• **Task directions**:
When a line in the material contains the word "outside", copy it.
|---|
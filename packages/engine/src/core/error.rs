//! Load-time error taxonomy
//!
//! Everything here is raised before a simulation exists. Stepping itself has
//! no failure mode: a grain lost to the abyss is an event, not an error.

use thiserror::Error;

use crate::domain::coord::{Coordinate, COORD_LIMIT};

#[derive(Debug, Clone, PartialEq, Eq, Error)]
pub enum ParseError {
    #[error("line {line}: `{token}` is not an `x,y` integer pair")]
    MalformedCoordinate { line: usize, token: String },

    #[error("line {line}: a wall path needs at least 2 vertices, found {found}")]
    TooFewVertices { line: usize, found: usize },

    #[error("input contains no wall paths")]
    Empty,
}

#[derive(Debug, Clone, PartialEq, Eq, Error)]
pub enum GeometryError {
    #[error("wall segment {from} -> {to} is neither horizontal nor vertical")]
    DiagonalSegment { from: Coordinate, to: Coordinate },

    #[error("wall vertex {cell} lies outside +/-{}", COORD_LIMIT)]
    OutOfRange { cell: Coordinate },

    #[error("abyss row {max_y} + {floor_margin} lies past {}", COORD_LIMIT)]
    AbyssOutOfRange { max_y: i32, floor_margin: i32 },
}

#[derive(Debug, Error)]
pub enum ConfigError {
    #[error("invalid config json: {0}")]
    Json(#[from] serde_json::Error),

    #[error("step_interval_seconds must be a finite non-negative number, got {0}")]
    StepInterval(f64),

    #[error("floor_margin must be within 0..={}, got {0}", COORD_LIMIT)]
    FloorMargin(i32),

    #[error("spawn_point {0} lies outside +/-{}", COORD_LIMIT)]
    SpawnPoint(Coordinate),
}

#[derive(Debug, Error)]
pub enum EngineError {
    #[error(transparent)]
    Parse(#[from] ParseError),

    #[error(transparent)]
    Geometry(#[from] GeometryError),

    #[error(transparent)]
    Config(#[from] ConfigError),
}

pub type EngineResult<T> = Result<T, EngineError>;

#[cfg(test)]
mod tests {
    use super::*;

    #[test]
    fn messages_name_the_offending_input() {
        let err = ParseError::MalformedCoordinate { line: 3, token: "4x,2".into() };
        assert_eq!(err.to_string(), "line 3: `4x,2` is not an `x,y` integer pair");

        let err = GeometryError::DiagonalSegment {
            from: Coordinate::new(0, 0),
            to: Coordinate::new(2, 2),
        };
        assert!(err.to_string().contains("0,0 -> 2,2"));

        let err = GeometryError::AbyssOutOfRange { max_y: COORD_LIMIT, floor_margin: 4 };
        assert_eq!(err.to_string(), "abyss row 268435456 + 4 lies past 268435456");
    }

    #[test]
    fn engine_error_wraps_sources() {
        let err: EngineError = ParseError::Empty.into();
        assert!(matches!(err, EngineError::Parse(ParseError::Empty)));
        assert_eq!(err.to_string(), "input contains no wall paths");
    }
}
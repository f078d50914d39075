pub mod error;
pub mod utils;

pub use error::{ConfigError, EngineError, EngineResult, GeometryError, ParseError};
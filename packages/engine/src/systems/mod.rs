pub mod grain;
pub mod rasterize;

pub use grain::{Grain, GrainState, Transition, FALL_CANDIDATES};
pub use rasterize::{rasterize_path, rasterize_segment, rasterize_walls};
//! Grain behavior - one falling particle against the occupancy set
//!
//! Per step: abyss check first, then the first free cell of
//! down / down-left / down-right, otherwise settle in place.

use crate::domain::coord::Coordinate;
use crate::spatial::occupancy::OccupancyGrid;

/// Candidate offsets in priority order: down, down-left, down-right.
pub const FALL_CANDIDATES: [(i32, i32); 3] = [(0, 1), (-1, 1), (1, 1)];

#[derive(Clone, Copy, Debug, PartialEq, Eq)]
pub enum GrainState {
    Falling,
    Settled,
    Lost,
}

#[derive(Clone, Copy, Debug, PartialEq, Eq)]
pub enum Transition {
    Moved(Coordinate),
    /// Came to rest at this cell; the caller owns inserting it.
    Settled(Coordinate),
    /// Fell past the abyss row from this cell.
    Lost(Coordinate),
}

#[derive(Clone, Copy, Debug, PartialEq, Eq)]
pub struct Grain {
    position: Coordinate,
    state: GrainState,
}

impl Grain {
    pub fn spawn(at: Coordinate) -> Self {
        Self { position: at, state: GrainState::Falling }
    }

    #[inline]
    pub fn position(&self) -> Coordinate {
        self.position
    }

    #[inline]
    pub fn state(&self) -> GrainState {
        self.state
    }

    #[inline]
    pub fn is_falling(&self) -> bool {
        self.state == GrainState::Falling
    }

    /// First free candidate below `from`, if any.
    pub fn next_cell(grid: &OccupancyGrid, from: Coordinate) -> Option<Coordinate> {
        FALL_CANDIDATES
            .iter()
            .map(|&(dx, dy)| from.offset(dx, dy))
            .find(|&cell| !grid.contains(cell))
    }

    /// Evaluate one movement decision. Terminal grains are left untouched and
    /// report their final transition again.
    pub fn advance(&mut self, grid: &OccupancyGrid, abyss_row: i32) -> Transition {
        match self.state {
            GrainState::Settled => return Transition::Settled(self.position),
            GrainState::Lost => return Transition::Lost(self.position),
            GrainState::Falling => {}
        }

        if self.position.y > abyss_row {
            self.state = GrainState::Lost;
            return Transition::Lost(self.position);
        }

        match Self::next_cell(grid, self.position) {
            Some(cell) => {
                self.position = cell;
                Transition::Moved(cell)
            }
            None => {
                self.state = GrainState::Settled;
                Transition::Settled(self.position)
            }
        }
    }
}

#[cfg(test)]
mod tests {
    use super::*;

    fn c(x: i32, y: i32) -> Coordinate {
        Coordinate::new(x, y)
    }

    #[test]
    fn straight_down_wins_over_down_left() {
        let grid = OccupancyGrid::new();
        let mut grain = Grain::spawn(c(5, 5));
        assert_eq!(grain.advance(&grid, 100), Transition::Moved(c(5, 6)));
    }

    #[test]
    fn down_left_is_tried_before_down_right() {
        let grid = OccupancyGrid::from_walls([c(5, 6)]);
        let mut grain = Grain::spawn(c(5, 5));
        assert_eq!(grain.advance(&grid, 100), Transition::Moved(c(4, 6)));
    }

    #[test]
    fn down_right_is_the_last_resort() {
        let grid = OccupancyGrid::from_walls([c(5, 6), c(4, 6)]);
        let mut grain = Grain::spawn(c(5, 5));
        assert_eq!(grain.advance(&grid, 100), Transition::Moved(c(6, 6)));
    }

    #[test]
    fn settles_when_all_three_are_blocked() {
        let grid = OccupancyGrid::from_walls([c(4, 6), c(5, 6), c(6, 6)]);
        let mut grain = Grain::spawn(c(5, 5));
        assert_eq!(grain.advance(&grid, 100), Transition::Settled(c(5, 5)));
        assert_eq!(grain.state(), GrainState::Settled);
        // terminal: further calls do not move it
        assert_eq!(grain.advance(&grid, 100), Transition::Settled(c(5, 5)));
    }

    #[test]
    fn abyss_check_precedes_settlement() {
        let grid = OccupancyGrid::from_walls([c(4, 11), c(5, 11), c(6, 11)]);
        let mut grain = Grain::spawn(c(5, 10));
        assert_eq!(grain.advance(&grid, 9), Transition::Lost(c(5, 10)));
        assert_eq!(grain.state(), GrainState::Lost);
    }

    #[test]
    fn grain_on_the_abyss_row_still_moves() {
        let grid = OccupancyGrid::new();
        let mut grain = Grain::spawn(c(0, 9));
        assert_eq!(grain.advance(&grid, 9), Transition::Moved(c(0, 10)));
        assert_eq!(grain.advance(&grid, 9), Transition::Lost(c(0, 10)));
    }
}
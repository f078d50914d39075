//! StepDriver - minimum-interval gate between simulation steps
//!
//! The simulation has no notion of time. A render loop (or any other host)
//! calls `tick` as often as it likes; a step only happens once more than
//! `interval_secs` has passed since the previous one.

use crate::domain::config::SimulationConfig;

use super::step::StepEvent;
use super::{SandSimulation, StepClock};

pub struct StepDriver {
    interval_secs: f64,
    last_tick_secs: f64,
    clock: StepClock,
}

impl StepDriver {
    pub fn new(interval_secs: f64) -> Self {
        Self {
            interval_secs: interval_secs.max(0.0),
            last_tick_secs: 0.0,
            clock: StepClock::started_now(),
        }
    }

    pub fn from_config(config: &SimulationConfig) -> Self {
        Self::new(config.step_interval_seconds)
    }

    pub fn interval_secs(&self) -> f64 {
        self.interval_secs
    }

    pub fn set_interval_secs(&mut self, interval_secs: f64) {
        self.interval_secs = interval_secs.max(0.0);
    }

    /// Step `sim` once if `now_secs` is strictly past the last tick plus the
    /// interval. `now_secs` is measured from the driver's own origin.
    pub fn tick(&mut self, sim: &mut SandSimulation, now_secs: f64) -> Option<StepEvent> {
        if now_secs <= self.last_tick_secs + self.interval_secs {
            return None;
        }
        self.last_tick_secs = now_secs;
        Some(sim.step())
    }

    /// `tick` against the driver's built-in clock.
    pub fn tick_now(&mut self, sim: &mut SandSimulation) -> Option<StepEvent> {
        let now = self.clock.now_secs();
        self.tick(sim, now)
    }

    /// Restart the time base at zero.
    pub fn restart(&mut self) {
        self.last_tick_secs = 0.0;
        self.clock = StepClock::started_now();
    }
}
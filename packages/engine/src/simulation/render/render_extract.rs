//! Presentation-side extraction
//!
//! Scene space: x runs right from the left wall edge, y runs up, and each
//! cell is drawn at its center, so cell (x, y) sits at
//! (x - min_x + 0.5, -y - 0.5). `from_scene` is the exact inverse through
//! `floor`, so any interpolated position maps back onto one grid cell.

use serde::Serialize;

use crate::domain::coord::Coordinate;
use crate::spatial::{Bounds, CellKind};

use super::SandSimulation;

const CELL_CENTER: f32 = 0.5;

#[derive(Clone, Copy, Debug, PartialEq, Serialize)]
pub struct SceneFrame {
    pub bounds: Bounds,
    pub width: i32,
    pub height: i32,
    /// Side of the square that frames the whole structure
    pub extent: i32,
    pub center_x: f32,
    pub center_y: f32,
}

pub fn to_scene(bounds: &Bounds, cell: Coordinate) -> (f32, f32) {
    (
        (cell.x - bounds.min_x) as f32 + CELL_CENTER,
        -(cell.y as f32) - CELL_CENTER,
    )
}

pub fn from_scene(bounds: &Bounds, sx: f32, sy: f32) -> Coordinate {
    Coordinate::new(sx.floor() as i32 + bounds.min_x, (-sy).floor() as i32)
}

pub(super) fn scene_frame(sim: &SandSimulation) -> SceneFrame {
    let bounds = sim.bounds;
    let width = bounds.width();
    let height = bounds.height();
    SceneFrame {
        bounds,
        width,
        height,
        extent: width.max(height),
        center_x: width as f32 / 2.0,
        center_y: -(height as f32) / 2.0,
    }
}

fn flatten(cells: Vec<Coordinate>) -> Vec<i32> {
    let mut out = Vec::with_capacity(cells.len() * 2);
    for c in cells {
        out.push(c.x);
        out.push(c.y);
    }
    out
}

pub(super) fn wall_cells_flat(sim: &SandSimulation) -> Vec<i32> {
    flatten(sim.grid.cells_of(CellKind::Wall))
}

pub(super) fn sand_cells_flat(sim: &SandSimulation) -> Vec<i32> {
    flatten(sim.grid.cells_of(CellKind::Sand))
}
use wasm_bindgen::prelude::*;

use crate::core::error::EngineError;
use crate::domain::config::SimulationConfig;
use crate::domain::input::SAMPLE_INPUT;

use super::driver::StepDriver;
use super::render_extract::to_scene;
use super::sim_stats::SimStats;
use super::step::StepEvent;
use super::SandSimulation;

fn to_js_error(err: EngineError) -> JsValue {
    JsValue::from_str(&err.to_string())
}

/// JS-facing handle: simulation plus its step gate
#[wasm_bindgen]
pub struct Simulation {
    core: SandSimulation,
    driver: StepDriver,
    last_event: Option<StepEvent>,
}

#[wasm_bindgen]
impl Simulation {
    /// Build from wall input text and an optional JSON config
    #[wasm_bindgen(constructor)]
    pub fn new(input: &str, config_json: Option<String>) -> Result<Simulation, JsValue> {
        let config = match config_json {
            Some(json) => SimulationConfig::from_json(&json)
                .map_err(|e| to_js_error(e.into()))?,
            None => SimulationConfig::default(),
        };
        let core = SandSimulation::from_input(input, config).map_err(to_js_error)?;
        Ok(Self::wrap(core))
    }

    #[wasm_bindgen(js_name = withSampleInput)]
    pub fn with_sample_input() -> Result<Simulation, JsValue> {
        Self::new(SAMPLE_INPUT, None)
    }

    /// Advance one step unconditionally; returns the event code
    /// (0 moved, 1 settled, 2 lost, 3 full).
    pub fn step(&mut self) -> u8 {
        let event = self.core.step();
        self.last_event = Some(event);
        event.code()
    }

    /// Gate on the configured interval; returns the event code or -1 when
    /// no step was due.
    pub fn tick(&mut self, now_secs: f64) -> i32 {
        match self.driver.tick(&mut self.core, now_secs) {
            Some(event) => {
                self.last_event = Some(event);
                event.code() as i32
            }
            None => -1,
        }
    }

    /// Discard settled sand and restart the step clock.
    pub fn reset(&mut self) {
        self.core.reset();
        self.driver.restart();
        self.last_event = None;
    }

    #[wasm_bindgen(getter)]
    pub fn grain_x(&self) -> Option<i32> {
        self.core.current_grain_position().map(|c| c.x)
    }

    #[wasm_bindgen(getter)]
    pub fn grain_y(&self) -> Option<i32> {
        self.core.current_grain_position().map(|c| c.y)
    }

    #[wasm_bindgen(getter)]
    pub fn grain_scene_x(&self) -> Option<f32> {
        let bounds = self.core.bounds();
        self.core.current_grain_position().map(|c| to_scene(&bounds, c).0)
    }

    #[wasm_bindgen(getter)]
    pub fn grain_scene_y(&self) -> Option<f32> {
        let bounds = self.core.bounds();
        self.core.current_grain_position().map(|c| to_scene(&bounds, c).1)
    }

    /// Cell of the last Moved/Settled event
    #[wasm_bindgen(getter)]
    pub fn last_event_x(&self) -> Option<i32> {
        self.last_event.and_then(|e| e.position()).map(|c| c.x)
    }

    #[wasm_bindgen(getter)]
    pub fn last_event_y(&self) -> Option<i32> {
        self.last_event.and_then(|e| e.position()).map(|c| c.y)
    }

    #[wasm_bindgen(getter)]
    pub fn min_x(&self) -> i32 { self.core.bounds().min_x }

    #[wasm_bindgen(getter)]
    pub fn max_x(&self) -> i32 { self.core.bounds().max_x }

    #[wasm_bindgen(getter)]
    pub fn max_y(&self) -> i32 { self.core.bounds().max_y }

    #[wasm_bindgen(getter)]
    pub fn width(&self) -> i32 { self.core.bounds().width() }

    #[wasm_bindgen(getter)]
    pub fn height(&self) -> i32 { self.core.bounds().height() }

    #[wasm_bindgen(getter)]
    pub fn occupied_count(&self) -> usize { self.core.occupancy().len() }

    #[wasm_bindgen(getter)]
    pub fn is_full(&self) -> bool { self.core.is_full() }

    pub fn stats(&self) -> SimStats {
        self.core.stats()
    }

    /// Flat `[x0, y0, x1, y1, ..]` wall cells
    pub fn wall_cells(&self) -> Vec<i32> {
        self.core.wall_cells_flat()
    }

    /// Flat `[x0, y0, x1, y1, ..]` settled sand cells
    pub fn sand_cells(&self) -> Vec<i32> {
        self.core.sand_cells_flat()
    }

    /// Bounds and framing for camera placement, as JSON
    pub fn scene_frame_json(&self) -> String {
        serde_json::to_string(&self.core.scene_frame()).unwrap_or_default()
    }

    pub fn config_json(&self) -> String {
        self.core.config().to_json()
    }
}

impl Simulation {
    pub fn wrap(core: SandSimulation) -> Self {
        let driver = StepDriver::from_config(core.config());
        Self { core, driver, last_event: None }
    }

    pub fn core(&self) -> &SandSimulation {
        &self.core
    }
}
|---|
• **Answer to the problem**:
    #[error("wall vertex {cell} lies outside +/-{}", COORD_LIMIT)]
    #[error("spawn_point {0} lies outside +/-{}", COORD_LIMIT)]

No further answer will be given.